EXERCISE DIRECTIONS:
Collect the lines of the entries where "authority" shows up.

INFORMATION SUPPLIED:

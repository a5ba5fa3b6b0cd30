use anchor_lang::prelude::*;

use crate::error::StreamflowMockError;

pub const STREAM_LOCK_SEED: &[u8] = b"stream_lock";

/// Locked-amount record for a single vesting stream
#[account]
#[derive(Default)]
pub struct StreamLock {
    pub stream_pubkey: Pubkey,
    /// Wallet the stream vests to
    pub recipient: Pubkey,
    /// Key allowed to update this record
    pub authority: Pubkey,
    /// Tokens still locked in the stream
    pub locked_amount: u64,
    /// Allocation the stream started with
    pub y0: u64,
    pub bump: u8,
}

impl StreamLock {
    pub const SIZE: usize = 32 + // stream_pubkey
        32 +   // recipient
        32 +   // authority
        8 +    // locked_amount
        8 +    // y0
        1;     // bump

    /// The authority signs every write, so a zeroed authority means the
    /// record was never set
    pub fn is_initialized(&self) -> bool {
        self.authority != Pubkey::default()
    }

    pub fn initialize(&mut self, stream: Pubkey, recipient: Pubkey, authority: Pubkey, bump: u8) {
        self.stream_pubkey = stream;
        self.recipient = recipient;
        self.authority = authority;
        self.bump = bump;
    }

    /// Overwrite the amounts. Only the stream's authority may do so and the
    /// recipient cannot change.
    pub fn apply_update(
        &mut self,
        authority: &Pubkey,
        recipient: &Pubkey,
        locked_amount: u64,
        y0: u64,
    ) -> Result<()> {
        require!(locked_amount <= y0, StreamflowMockError::LockedExceedsAllocation);
        require_keys_eq!(self.authority, *authority, StreamflowMockError::Unauthorized);
        require_keys_eq!(self.recipient, *recipient, StreamflowMockError::RecipientMismatch);
        self.locked_amount = locked_amount;
        self.y0 = y0;
        Ok(())
    }

    pub fn release(&mut self, amount: u64) -> Result<()> {
        self.locked_amount = self
            .locked_amount
            .checked_sub(amount)
            .ok_or(StreamflowMockError::InsufficientLocked)?;
        Ok(())
    }
}

pub fn get_stream_lock_pda(stream: &Pubkey, program_id: &Pubkey) -> (Pubkey, u8) {
    Pubkey::find_program_address(&[STREAM_LOCK_SEED, stream.as_ref()], program_id)
}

RESPONSE TO THE EXERCISE:
    pub authority: Pubkey,
        32 +   // authority
    /// The authority signs every write, so a zeroed authority means the
        self.authority != Pubkey::default()
    pub fn initialize(&mut self, stream: Pubkey, recipient: Pubkey, authority: Pubkey, bump: u8) {
        self.authority = authority;
    /// Overwrite the amounts. Only the stream's authority may do so and the
        authority: &Pubkey,
        require_keys_eq!(self.authority, *authority, StreamflowMockError::Unauthorized);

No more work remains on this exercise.